I’m going to flicker for a moment
and scrutinize
the gist of each one

I listen to
the reverberating resonance:
distant sounds of
carved glass
and the light of
warm-red florets
in the garden
cells and pores and water-rods
the ringing of fingers along the petals
plum sunset

I try to
outstrip the collection
without a sense
I’m moving away
from the anarchies that sleep in
an overabundance

Drunken in blindness
there is no guiding light
except for fever dazzle

It is a generous pleasure
if we’re awake and
talk about
missing things on the
way to where
we lost them

We hardly know this
often we shuffle overhead
only a piece of
a thin partition


 

Not a strange grammar

Going through
the streets
covered with leaves
near the morning markets
where hundreds of voices sing,
between thick sidewalks
papers and cartons of
sweets and sandwiches

The air beats
a long story to the bottom
every sunrise has
its own sun and moon
each ray draws
high or low tones

A delicate window
all over the scene
in search of a destination

It isn’t
photographic landscape
or watercolor
but deep waters

The pendulum of life
which laughs and cries
as the sun goes
orange or gray

Everything is weighed
on the back.
Everything is born in
the heart as from nothing

An entire bow breaks
an arrow shot
against the wind
it tries to supplant
life from its center

comprehension
burst its container


 

Personal Shapes
 
It is not the story of a fall
but a whole series of endurable things.
There are some prairies,
not fields of gold, some dust,
Half-moon, no galaxy, but deep crave,
I have opened my head to the wind,
as a finite being.
 
The catalog:
 
the blinks to break the spell of daylight,
the rubble of what I’ve known was true,
a hand to dig and get the ripening grain,
what was ruined made wondrous again,
the things breaking out of their mass grave,
feel by instinct the distance,
not win peace by submission.
 
In memory, things happen for the second time,
for the third time.
These are the different lines I breath.
All of which I found on a scrap heap,
in the darkness, rising through my mind
but never easy
but never easy
appearing,
a first line
and then another


 

Author’s Statement on Beauty

We may think that beauty is a quality of things and that there is a type of beings that are beautiful. Behind such interpretations is a misconception of language that holds that its primary function is representative (meaning resides in the connection of mental images with states of affairs).
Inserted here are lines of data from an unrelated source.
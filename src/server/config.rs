//! Embedded server configuration.
//!
//! All options have documented defaults; HTTP/2 settings default to the
//! values of RFC 7540 section 6.5.2. A handful of operational knobs can be
//! overridden from the environment:
//!
//! - `SWITCHYARD_HOST` / `SWITCHYARD_PORT`: bind address
//! - `SWITCHYARD_STACK_SIZE`: coroutine stack size in bytes, decimal or
//!   `0x`-prefixed hex

use serde::{Deserialize, Serialize};
use std::env;
use std::path::PathBuf;

const DEFAULT_STACK_SIZE: usize = 0x10000;

/// Top-level server configuration.
#[derive(Debug, Clone, Deserialize, Serialize)]
#[serde(default)]
pub struct ServerConfig {
    /// Bind host. Default `0.0.0.0`.
    pub host: String,
    /// Bind port. Default `8080`.
    pub port: u16,
    /// Accept backlog. Default `1024`.
    pub accept_backlog: u32,
    /// TCP keep-alive. Default `false`.
    pub tcp_keep_alive: bool,
    /// TCP no-delay. Default `true`.
    pub tcp_no_delay: bool,
    /// Serve the generated OpenAPI description. Default `false`.
    pub enable_open_api: bool,
    /// Serve bundled webjar assets. Default `false`.
    pub enable_webjars: bool,
    /// Coroutine stack size in bytes. Default 64 KiB.
    pub stack_size: usize,
    pub ssl: SslConfig,
    pub http2: Http2Config,
}

impl Default for ServerConfig {
    fn default() -> Self {
        ServerConfig {
            host: "0.0.0.0".to_string(),
            port: 8080,
            accept_backlog: 1024,
            tcp_keep_alive: false,
            tcp_no_delay: true,
            enable_open_api: false,
            enable_webjars: false,
            stack_size: DEFAULT_STACK_SIZE,
            ssl: SslConfig::default(),
            http2: Http2Config::default(),
        }
    }
}

impl ServerConfig {
    /// Defaults with environment overrides applied.
    pub fn from_env() -> Self {
        let mut config = ServerConfig::default();
        if let Ok(host) = env::var("SWITCHYARD_HOST") {
            config.host = host;
        }
        if let Ok(port) = env::var("SWITCHYARD_PORT") {
            if let Ok(port) = port.parse() {
                config.port = port;
            }
        }
        if let Ok(stack_size) = env::var("SWITCHYARD_STACK_SIZE") {
            config.stack_size = parse_size(&stack_size).unwrap_or(DEFAULT_STACK_SIZE);
        }
        config
    }

    /// The `host:port` bind address.
    pub fn addr(&self) -> String {
        format!("{}:{}", self.host, self.port)
    }
}

/// TLS settings. The listener itself stays plain until `enabled` is set and
/// the key material options point at a store.
#[derive(Debug, Clone, Default, Deserialize, Serialize)]
#[serde(default)]
pub struct SslConfig {
    /// Default `false`.
    pub enabled: bool,
    pub key_store: Option<PathBuf>,
    pub key_store_type: Option<String>,
    pub key_alias: Option<String>,
    pub key_store_password: Option<String>,
    pub cipher_includes: Vec<String>,
    pub cipher_excludes: Vec<String>,
}

/// HTTP/2 settings, defaulting to RFC 7540 values except where noted.
#[derive(Debug, Clone, Deserialize, Serialize)]
#[serde(default)]
pub struct Http2Config {
    /// SETTINGS_HEADER_TABLE_SIZE. Default `4096`.
    pub header_table_size: u32,
    /// SETTINGS_ENABLE_PUSH. Default `true`.
    pub enable_push: bool,
    /// SETTINGS_MAX_CONCURRENT_STREAMS. Default `100`.
    pub max_concurrent_streams: u32,
    /// SETTINGS_INITIAL_WINDOW_SIZE. Default `65535`.
    pub initial_window_size: u32,
    /// SETTINGS_MAX_FRAME_SIZE. Default `16384`.
    pub max_frame_size: u32,
    /// SETTINGS_MAX_HEADER_LIST_SIZE. Default unlimited.
    pub max_header_list_size: Option<u32>,
}

impl Default for Http2Config {
    fn default() -> Self {
        Http2Config {
            header_table_size: 4096,
            enable_push: true,
            max_concurrent_streams: 100,
            initial_window_size: 65_535,
            max_frame_size: 16_384,
            max_header_list_size: None,
        }
    }
}

/// Parse a byte size, decimal or `0x`-prefixed hex.
fn parse_size(value: &str) -> Option<usize> {
    if let Some(hex) = value.strip_prefix("0x") {
        usize::from_str_radix(hex, 16).ok()
    } else {
        value.parse().ok()
    }
}

#[cfg(test)]
mod tests {
    use super::*;

    #[test]
    fn test_defaults() {
        let config = ServerConfig::default();
        assert_eq!(config.addr(), "0.0.0.0:8080");
        assert_eq!(config.accept_backlog, 1024);
        assert!(config.tcp_no_delay);
        assert!(!config.tcp_keep_alive);
        assert!(!config.ssl.enabled);
        assert_eq!(config.http2.header_table_size, 4096);
        assert_eq!(config.http2.max_concurrent_streams, 100);
        assert_eq!(config.http2.initial_window_size, 65_535);
        assert_eq!(config.http2.max_frame_size, 16_384);
        assert_eq!(config.http2.max_header_list_size, None);
    }

    #[test]
    fn test_parse_size() {
        assert_eq!(parse_size("65536"), Some(65536));
        assert_eq!(parse_size("0x10000"), Some(65536));
        assert_eq!(parse_size("nope"), None);
    }

    #[test]
    fn test_deserializes_partial_config() {
        let config: ServerConfig = serde_json::from_str(r#"{ "port": 9090 }"#).unwrap();
        assert_eq!(config.port, 9090);
        assert_eq!(config.host, "0.0.0.0");
    }
}
impl Link {
    /// Head of a fresh, empty pipeline.
    pub(crate) fn head() -> Link {
        Link::new_at(Level::Path)
    }

    fn new_at(level: Level) -> Link {
        match level {
            Level::Path => Link::Path(PathLink::new()),
            Level::Pattern => Link::Pattern(PatternLink::new()),
            Level::Method => Link::Method(MethodLink::new()),
            Level::Consumes => Link::Consumes(ConsumesLink::new()),
            Level::Produces => Link::Produces(ProducesLink::new()),
            Level::Language => Link::Language(LanguageLink::new()),
            Level::Handler => Link::Handler(HandlerLink::new()),
        }
    }

    pub(crate) fn set_route(&mut self, route: &Route) {
        match self {
            Link::Path(link) => link.set_route(route),
            Link::Pattern(link) => link.set_route(route),
            Link::Method(link) => link.set_route(route),
            Link::Consumes(link) => link.set_route(route),
            Link::Produces(link) => link.set_route(route),
            Link::Language(link) => link.set_route(route),
            Link::Handler(link) => link.set_route(route),
        }
    }

    pub(crate) fn enable_route(&mut self, route: &Route) {
        match self {
            Link::Path(link) => link.apply(route, &mut |l| l.enable_route(route)),
            Link::Pattern(link) => link.apply(route, &mut |l| l.enable_route(route)),
            Link::Method(link) => link.apply(route, &mut |l| l.enable_route(route)),
            Link::Consumes(link) => link.apply(route, &mut |l| l.enable_route(route)),
            Link::Produces(link) => link.apply(route, &mut |l| l.enable_route(route)),
            Link::Language(link) => link.apply(route, &mut |l| l.enable_route(route)),
            Link::Handler(link) => link.enable(),
        }
    }

    pub(crate) fn disable_route(&mut self, route: &Route) {
        match self {
            Link::Path(link) => link.apply(route, &mut |l| l.disable_route(route)),
            Link::Pattern(link) => link.apply(route, &mut |l| l.disable_route(route)),
            Link::Method(link) => link.apply(route, &mut |l| l.disable_route(route)),
            Link::Consumes(link) => link.apply(route, &mut |l| l.disable_route(route)),
            Link::Produces(link) => link.apply(route, &mut |l| l.disable_route(route)),
            Link::Language(link) => link.apply(route, &mut |l| l.disable_route(route)),
            Link::Handler(link) => link.disable(),
        }
    }

    pub(crate) fn remove_route(&mut self, route: &Route) {
        match self {
            Link::Path(link) => link.remove_route(route),
            Link::Pattern(link) => link.remove_route(route),
            Link::Method(link) => link.remove_route(route),
            Link::Consumes(link) => link.remove_route(route),
            Link::Produces(link) => link.remove_route(route),
            Link::Language(link) => link.remove_route(route),
            Link::Handler(link) => link.remove(),
        }
    }

    pub(crate) fn has_route(&self) -> bool {
        match self {
            Link::Path(link) => !link.children.is_empty() || link.next.has_route(),
            Link::Pattern(link) => !link.children.is_empty() || link.next.has_route(),
            Link::Method(link) => !link.children.is_empty() || link.next.has_route(),
            Link::Consumes(link) => !link.children.is_empty() || link.next.has_route(),
            Link::Produces(link) => !link.children.is_empty() || link.next.has_route(),
            Link::Language(link) => !link.children.is_empty() || link.next.has_route(),
            Link::Handler(link) => link.handler.is_some(),
        }
    }

    pub(crate) fn is_disabled(&self) -> bool {
        match self {
            Link::Path(link) => {
                link.children.values().all(|c| c.link.is_disabled()) && link.next.is_disabled()
            }
            Link::Pattern(link) => {
                link.children.iter().all(|(_, l)| l.is_disabled()) && link.next.is_disabled()
            }
            Link::Method(link) => {
                link.children.values().all(Link::is_disabled) && link.next.is_disabled()
            }
            Link::Consumes(link) => {
                link.children.iter().all(|(_, l)| l.is_disabled()) && link.next.is_disabled()
            }
            Link::Produces(link) => {
                link.children.iter().all(|(_, l)| l.is_disabled()) && link.next.is_disabled()
            }
            Link::Language(link) => {
                link.children.iter().all(|(_, l)| l.is_disabled()) && link.next.is_disabled()
            }
            Link::Handler(link) => link.disabled,
        }
    }

    pub(crate) fn extract(&self, extractor: &mut RouteExtractor) {
        match self {
            Link::Path(link) => link.extract(extractor),
            Link::Pattern(link) => link.extract(extractor),
            Link::Method(link) => link.extract(extractor),
            Link::Consumes(link) => link.extract(extractor),
            Link::Produces(link) => link.extract(extractor),
            Link::Language(link) => link.extract(extractor),
            Link::Handler(link) => link.extract(extractor),
        }
    }

    pub(crate) fn handle(&self, exchange: &mut Exchange) -> Result<(), HttpError> {
        match self {
            Link::Path(link) => link.handle(exchange),
            Link::Pattern(link) => link.handle(exchange),
            Link::Method(link) => link.handle(exchange),
            Link::Consumes(link) => link.handle(exchange),
            Link::Produces(link) => link.handle(exchange),
            Link::Language(link) => link.handle(exchange),
            Link::Handler(link) => link.handle(exchange),
        }
    }
}
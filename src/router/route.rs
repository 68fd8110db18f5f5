use crate::error::HttpError;
use crate::exchange::Exchange;
use crate::headers::{ContentType, LanguageRange, MediaRange};
use crate::uri::PathPattern;
use http::Method;
use std::fmt;
use std::sync::Arc;

/// A request handler invoked by the terminal routing link.
///
/// Handlers run on the transport's coroutine; they may hand the response a
/// stream and return immediately, deferring completion to the stream.
pub trait ExchangeHandler: Send + Sync {
    fn handle(&self, exchange: &mut Exchange) -> Result<(), HttpError>;
}

impl<F> ExchangeHandler for F
where
    F: Fn(&mut Exchange) -> Result<(), HttpError> + Send + Sync,
{
    fn handle(&self, exchange: &mut Exchange) -> Result<(), HttpError> {
        self(exchange)
    }
}

/// Shared handler reference; routes are read-only once registered so the
/// pipeline and extracted routes share one allocation.
pub type HandlerRef = Arc<dyn ExchangeHandler>;

/// Path criterion of a route: a literal path or a compiled template, never
/// both.
#[derive(Debug, Clone, PartialEq, Eq)]
pub enum RoutePath {
    Literal {
        /// Normalized literal path.
        path: String,
        /// Whether `path` and `path/` both match.
        trailing_slash: bool,
    },
    Pattern(PathPattern),
}

/// A declarative route: one optional criterion per routing dimension plus
/// the handler.
#[derive(Clone)]
pub struct Route {
    pub path: Option<RoutePath>,
    pub method: Option<Method>,
    pub consume: Option<MediaRange>,
    pub produce: Option<ContentType>,
    pub language: Option<LanguageRange>,
    pub disabled: bool,
    pub(crate) handler: Option<HandlerRef>,
}

impl Route {
    pub(crate) fn new() -> Self {
        Route {
            path: None,
            method: None,
            consume: None,
            produce: None,
            language: None,
            disabled: false,
            handler: None,
        }
    }

    pub fn handler(&self) -> Option<&HandlerRef> {
        self.handler.as_ref()
    }

    /// Whether both routes carry the same criterion tuple, regardless of
    /// handler or disabled state.
    pub fn same_criteria(&self, other: &Route) -> bool {
        self.path == other.path
            && self.method == other.method
            && self.consume == other.consume
            && self.produce == other.produce
            && self.language == other.language
    }

    /// Human-readable summary used in logs.
    pub fn describe(&self) -> String {
        let mut out = String::new();
        out.push_str(self.method.as_ref().map(Method::as_str).unwrap_or("*"));
        out.push(' ');
        match &self.path {
            Some(RoutePath::Literal { path, .. }) => out.push_str(path),
            Some(RoutePath::Pattern(pattern)) => out.push_str(pattern.template()),
            None => out.push('*'),
        }
        if let Some(consume) = &self.consume {
            out.push_str(&format!(" consumes={consume}"));
        }
        if let Some(produce) = &self.produce {
            out.push_str(&format!(" produces={produce}"));
        }
        if let Some(language) = &self.language {
            out.push_str(&format!(" language={language}"));
        }
        out
    }
}

impl fmt::Debug for Route {
    fn fmt(&self, f: &mut fmt::Formatter<'_>) -> fmt::Result {
        f.debug_struct("Route")
            .field("path", &self.path)
            .field("method", &self.method)
            .field("consume", &self.consume)
            .field("produce", &self.produce)
            .field("language", &self.language)
            .field("disabled", &self.disabled)
            .field("has_handler", &self.handler.is_some())
            .finish()
    }
}
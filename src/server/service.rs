use super::request::parse_request;
use super::response::{write_json_error, write_response};
use crate::body::assemble;
use crate::error::HttpError;
use crate::exchange::{Exchange, Request, Response, CORRELATION_HEADER};
use crate::router::Router;
use may_minihttp::{HttpService, Request as HttpRequest, Response as HttpResponse};
use std::io;
use std::sync::Arc;
use tracing::{error, info};

/// Receives a failed exchange: the original request, a fresh response and
/// the error. Only this handler writes a failure body.
pub trait ErrorExchangeHandler: Send + Sync {
    fn handle(&self, request: &Request, response: &mut Response, error: &HttpError);
}

impl<F> ErrorExchangeHandler for F
where
    F: Fn(&Request, &mut Response, &HttpError) + Send + Sync,
{
    fn handle(&self, request: &Request, response: &mut Response, error: &HttpError) {
        self(request, response, error)
    }
}

/// Default error handler: a white-label JSON body carrying the status,
/// reason and request path.
pub struct WhiteLabelErrorHandler;

impl ErrorExchangeHandler for WhiteLabelErrorHandler {
    fn handle(&self, request: &Request, response: &mut Response, error: &HttpError) {
        response.set_status(error.status());
        response.set_header("content-type", "application/json");
        let body = serde_json::json!({
            "status": error.status(),
            "error": error.reason(),
            "message": error.to_string(),
            "path": request.raw_path,
        });
        let _ = response.body().raw(body.to_string());
    }
}

/// `may_minihttp` service that routes every request through a [`Router`].
#[derive(Clone)]
pub struct RouterService {
    router: Arc<Router>,
    error_handler: Arc<dyn ErrorExchangeHandler>,
}

impl RouterService {
    pub fn new(router: Arc<Router>) -> Self {
        RouterService {
            router,
            error_handler: Arc::new(WhiteLabelErrorHandler),
        }
    }

    /// Replace the error exchange handler.
    pub fn with_error_handler(mut self, handler: impl ErrorExchangeHandler + 'static) -> Self {
        self.error_handler = Arc::new(handler);
        self
    }

    pub fn router(&self) -> &Arc<Router> {
        &self.router
    }

    fn write_error(
        &self,
        res: &mut HttpResponse,
        request: &Request,
        error: &HttpError,
    ) -> io::Result<()> {
        let mut response = Response::new();
        response.set_status(error.status());
        response.set_header(CORRELATION_HEADER, &request.correlation_id.to_string());
        for (name, value) in error.extra_headers() {
            response.set_header(name, &value);
        }
        self.error_handler.handle(request, &mut response, error);

        let declared = response.declared_content_length();
        let assembled = assemble(response.take_body(), declared).and_then(|body| body.collect());
        match assembled {
            Ok(collected) => {
                info!(
                    correlation_id = %request.correlation_id,
                    status = response.status(),
                    %error,
                    "error response written"
                );
                write_response(res, response.status(), response.headers(), collected, false);
                Ok(())
            }
            Err(second) => {
                // a failure inside error handling cannot be recovered;
                // the connection is reset
                error!(
                    correlation_id = %request.correlation_id,
                    first = %error,
                    second = %second,
                    "error handler failed, resetting connection"
                );
                Err(io::Error::other("error handler failed"))
            }
        }
    }
}

impl HttpService for RouterService {
    fn call(&mut self, req: HttpRequest, res: &mut HttpResponse) -> io::Result<()> {
        let request = match parse_request(req) {
            Ok(request) => request,
            Err(error) => {
                // nothing routable to hand the error handler
                write_json_error(
                    res,
                    error.status(),
                    serde_json::json!({
                        "status": error.status(),
                        "error": error.reason(),
                        "message": error.to_string(),
                    }),
                );
                return Ok(());
            }
        };
        let suppress_body = request.method == http::Method::HEAD;

        let mut exchange = Exchange {
            request,
            response: Response::new(),
        };
        match self.router.handle(&mut exchange) {
            Ok(()) => {
                exchange.response.set_header(
                    CORRELATION_HEADER,
                    &exchange.request.correlation_id.to_string(),
                );
                let declared = exchange.response.declared_content_length();
                let assembled =
                    assemble(exchange.response.take_body(), declared).and_then(|body| body.collect());
                match assembled {
                    Ok(collected) => {
                        info!(
                            correlation_id = %exchange.request.correlation_id,
                            method = %exchange.request.method,
                            path = %exchange.request.path,
                            status = exchange.response.status(),
                            "request completed"
                        );
                        write_response(
                            res,
                            exchange.response.status(),
                            exchange.response.headers(),
                            collected,
                            suppress_body,
                        );
                        Ok(())
                    }
                    Err(assembly_error) => {
                        self.write_error(res, &exchange.request, &assembly_error)
                    }
                }
            }
            Err(routing_error) => self.write_error(res, &exchange.request, &routing_error),
        }
    }
}
use crate::error::HttpError;
use std::fmt;

/// A language range from an `Accept-Language` header as defined by RFC 7231
/// section 5.3.5, e.g. `fr-FR;q=0.7` or `*`.
#[derive(Debug, Clone, PartialEq)]
pub struct LanguageRange {
    /// Primary sub-tag, lowercased; `*` for the catch-all range.
    pub primary: String,
    /// Secondary sub-tag, lowercased.
    pub secondary: Option<String>,
    pub quality: f32,
}

impl LanguageRange {
    /// Parse a single language range.
    pub fn parse(value: &str) -> Result<Self, HttpError> {
        let mut tokens = value.split(';');
        let tag = tokens.next().unwrap_or("").trim().to_ascii_lowercase();
        if tag.is_empty() {
            return Err(HttpError::BadRequest("empty language tag".into()));
        }

        let mut quality = 1.0f32;
        for token in tokens {
            let mut parts = token.splitn(2, '=');
            let name = parts.next().unwrap_or("").trim().to_ascii_lowercase();
            if name == "q" {
                let raw = parts
                    .next()
                    .ok_or_else(|| HttpError::BadRequest("missing q value".into()))?
                    .trim();
                quality = raw
                    .parse()
                    .map_err(|_| HttpError::BadRequest(format!("invalid q value: {raw}")))?;
                if !(0.0..=1.0).contains(&quality) {
                    return Err(HttpError::BadRequest(format!("invalid q value: {raw}")));
                }
            }
        }

        let mut sub_tags = tag.splitn(2, '-');
        let primary = sub_tags.next().unwrap_or("").to_string();
        let secondary = sub_tags.next().map(str::to_string);
        if primary.is_empty() || secondary.as_deref() == Some("") {
            return Err(HttpError::BadRequest(format!("invalid language tag: {tag}")));
        }
        if primary == "*" && secondary.is_some() {
            return Err(HttpError::BadRequest(format!("invalid language tag: {tag}")));
        }
        Ok(LanguageRange {
            primary,
            secondary,
            quality,
        })
    }

    /// The full language tag, e.g. `fr-fr` or `*`.
    pub fn tag(&self) -> String {
        match &self.secondary {
            Some(secondary) => format!("{}-{}", self.primary, secondary),
            None => self.primary.clone(),
        }
    }

    /// Whether this is the catch-all `*` range.
    pub fn is_any(&self) -> bool {
        self.primary == "*"
    }

    /// Specificity score: 1000 times the quality plus a tier for the tag
    /// shape (`*` 0, `xx` 10, `xx-xx` 20).
    pub fn score(&self) -> i32 {
        let mut score = (self.quality * 1000.0) as i32;
        if self.primary != "*" {
            score += if self.secondary.is_some() { 20 } else { 10 };
        }
        score
    }

    /// Whether the given range is reachable through this one: `*` matches
    /// everything, a primary tag matches itself with any secondary, a full
    /// tag requires the same primary and a compatible secondary.
    pub fn matches(&self, other: &LanguageRange) -> bool {
        if other.primary == "*" {
            return true;
        }
        let primary_ok = self.primary == "*" || self.primary == other.primary;
        match &other.secondary {
            None => primary_ok,
            Some(secondary) => {
                primary_ok
                    && self
                        .secondary
                        .as_ref()
                        .map(|s| s == secondary)
                        .unwrap_or(true)
            }
        }
    }
}

impl fmt::Display for LanguageRange {
    fn fmt(&self, f: &mut fmt::Formatter<'_>) -> fmt::Result {
        write!(f, "{}", self.tag())?;
        if self.quality != 1.0 {
            write!(f, ";q={}", self.quality)?;
        }
        Ok(())
    }
}

/// A pairing of a request language range with the index of the matched item.
#[derive(Debug, Clone, Copy, PartialEq, Eq)]
pub struct LanguageMatch {
    pub item: usize,
    pub range: usize,
}

/// A merged `Accept-Language` header.
#[derive(Debug, Clone)]
pub struct AcceptLanguage {
    ranges: Vec<LanguageRange>,
}

impl AcceptLanguage {
    pub fn parse(value: &str) -> Result<Self, HttpError> {
        Self::merge(std::iter::once(value)).and_then(|merged| {
            merged.ok_or_else(|| HttpError::BadRequest("empty accept-language header".into()))
        })
    }

    /// Merge any number of `Accept-Language` header values, dropping
    /// duplicates and ordering by descending score.
    pub fn merge<'a>(values: impl IntoIterator<Item = &'a str>) -> Result<Option<Self>, HttpError> {
        let mut ranges: Vec<LanguageRange> = Vec::new();
        for value in values {
            for token in value.split(',') {
                if token.trim().is_empty() {
                    continue;
                }
                let range = LanguageRange::parse(token)?;
                if !ranges.contains(&range) {
                    ranges.push(range);
                }
            }
        }
        if ranges.is_empty() {
            return Ok(None);
        }
        ranges.sort_by(|a, b| b.score().cmp(&a.score()));
        Ok(Some(AcceptLanguage { ranges }))
    }

    /// The catch-all header: `*`.
    pub fn any() -> Self {
        AcceptLanguage {
            ranges: vec![LanguageRange {
                primary: "*".to_string(),
                secondary: None,
                quality: 1.0,
            }],
        }
    }

    pub fn ranges(&self) -> &[LanguageRange] {
        &self.ranges
    }

    /// All matches against the candidate ranges ordered best first. An exact
    /// tag match outranks a wildcard-mediated one, then the candidate's own
    /// specificity decides.
    pub fn find_all_match(&self, candidates: &[LanguageRange]) -> Vec<LanguageMatch> {
        let mut scored: Vec<(i32, LanguageMatch)> = Vec::new();
        for (range_index, range) in self.ranges.iter().enumerate() {
            for (item_index, candidate) in candidates.iter().enumerate() {
                if range.matches(candidate) {
                    let score = if range.tag() == candidate.tag() {
                        100_000 + candidate.score()
                    } else {
                        10_000 + candidate.score()
                    };
                    scored.push((
                        score,
                        LanguageMatch {
                            item: item_index,
                            range: range_index,
                        },
                    ));
                }
            }
        }
        scored.sort_by(|a, b| b.0.cmp(&a.0));
        scored.into_iter().map(|(_, m)| m).collect()
    }
}

#[cfg(test)]
mod tests {
    use super::*;

    #[test]
    fn test_parse() {
        let range = LanguageRange::parse("fr-FR;q=0.7").unwrap();
        assert_eq!(range.primary, "fr");
        assert_eq!(range.secondary.as_deref(), Some("fr"));
        assert_eq!(range.quality, 0.7);
        assert_eq!(range.tag(), "fr-fr");
    }

    #[test]
    fn test_parse_rejects_malformed() {
        assert!(LanguageRange::parse("").is_err());
        assert!(LanguageRange::parse("fr-").is_err());
        assert!(LanguageRange::parse("*-FR").is_err());
        assert!(LanguageRange::parse("en;q=3").is_err());
    }

    #[test]
    fn test_matches() {
        let any = LanguageRange::parse("*").unwrap();
        let fr = LanguageRange::parse("fr").unwrap();
        let fr_fr = LanguageRange::parse("fr-FR").unwrap();
        let en = LanguageRange::parse("en").unwrap();
        assert!(any.matches(&fr));
        assert!(fr.matches(&fr_fr));
        assert!(fr_fr.matches(&fr));
        assert!(!en.matches(&fr_fr));
    }

    #[test]
    fn test_score_ordering() {
        assert!(
            LanguageRange::parse("fr-FR").unwrap().score()
                > LanguageRange::parse("fr").unwrap().score()
        );
        assert!(
            LanguageRange::parse("fr").unwrap().score() > LanguageRange::parse("*").unwrap().score()
        );
    }

    #[test]
    fn test_find_all_match_prefers_exact() {
        let accept = AcceptLanguage::parse("fr-FR, en;q=0.5").unwrap();
        let candidates = vec![
            LanguageRange::parse("en").unwrap(),
            LanguageRange::parse("fr-FR").unwrap(),
            LanguageRange::parse("fr").unwrap(),
        ];
        let matches = accept.find_all_match(&candidates);
        assert_eq!(matches[0].item, 1);
        // fr-FR covers plain fr with a wildcard-mediated score, en is exact
        assert_eq!(matches[1].item, 0);
        assert_eq!(matches[2].item, 2);
    }

    #[test]
    fn test_merge_empty() {
        assert!(AcceptLanguage::merge([]).unwrap().is_none());
    }
}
However, the truth is that there is not a property called beauty. If you say: “this is beautiful” (“this painting is beautiful”, “this poem is beautiful”), the meaning is a set of reactions, attitudes, and actions provoked, for example, by a poem.

It is a vast structure of actions that go beyond what is contained in a linguistic proposition. It is a way of life.

When writing poems, one does things with words and the product can be considered beautiful or not. Our sublimity is precarious, it is easy to forget.

The writer can make the smallest, the insignificant beautiful. It can be said that beauty is the skeleton of beauty. The leaf falls without anyone noticing that the abyss is there.

We must fight against all nominalizations. Beauty, it was never meant to have a definition. I say that there is something beautiful only if a way of life transforms a form of language and if a form of language transforms a way of life. If you realize what matters, then you realize what beauty is.


 

Eduardo Escalante, writer and researcher living in Valparaíso, Chile; publish regularly in Hispanic Reviews (Signum Nous, Ariadna, Nagari, Espacio Luke, Lakuma Pusaki, Aurora Boreal, among others) and actually is also publishing in Slamchop, Writer Resist, Constellations, Glass Kite Anthology (forthcoming), Adelaide Literary Magazine and, in Gramma Poetry.